Your instructions:
Write out the line with "mod segmenter;" and each line after it to the end of the material, exactly as they appear and with nothing else.
*** Opening of The records ***
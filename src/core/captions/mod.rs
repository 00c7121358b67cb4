//! Caption Pipeline Module
//!
//! Turns raw caption data into display-ready segments:
//! - Caption data models (Word, RawCaption, Segment, CaptionData)
//! - WebVTT cue extraction
//! - Length/duration-bounded segmentation with natural break points
//!
//! # Architecture
//!
//! ```text
//! ┌──────────────────────────────────────────────────────────────────┐
//! │                       Caption Pipeline                           │
//! ├──────────────────────────────────────────────────────────────────┤
//! │  models.rs     - Data structures, tokenization, time parsing     │
//! │  vtt.rs        - WebVTT cue extraction                           │
//! │  segmenter.rs  - Natural-break segmentation engine               │
//! └──────────────────────────────────────────────────────────────────┘
//! ```

mod models;
mod segmenter;
mod vtt;

pub use models::{
    parse_vtt_time, tokenize, CaptionData, CaptionKind, RawCaption, Segment, Word,
};
pub use segmenter::{
    segment_caption, segment_captions, segmentation_stats, SegmentLimits, SegmentationStats,
};
pub use vtt::parse_vtt;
*** Close of The records ***
Your response:
mod segmenter;
mod vtt;

pub use models::{
    parse_vtt_time, tokenize, CaptionData, CaptionKind, RawCaption, Segment, Word,
};
pub use segmenter::{
    segment_caption, segment_captions, segmentation_stats, SegmentLimits, SegmentationStats,
};
pub use vtt::parse_vtt;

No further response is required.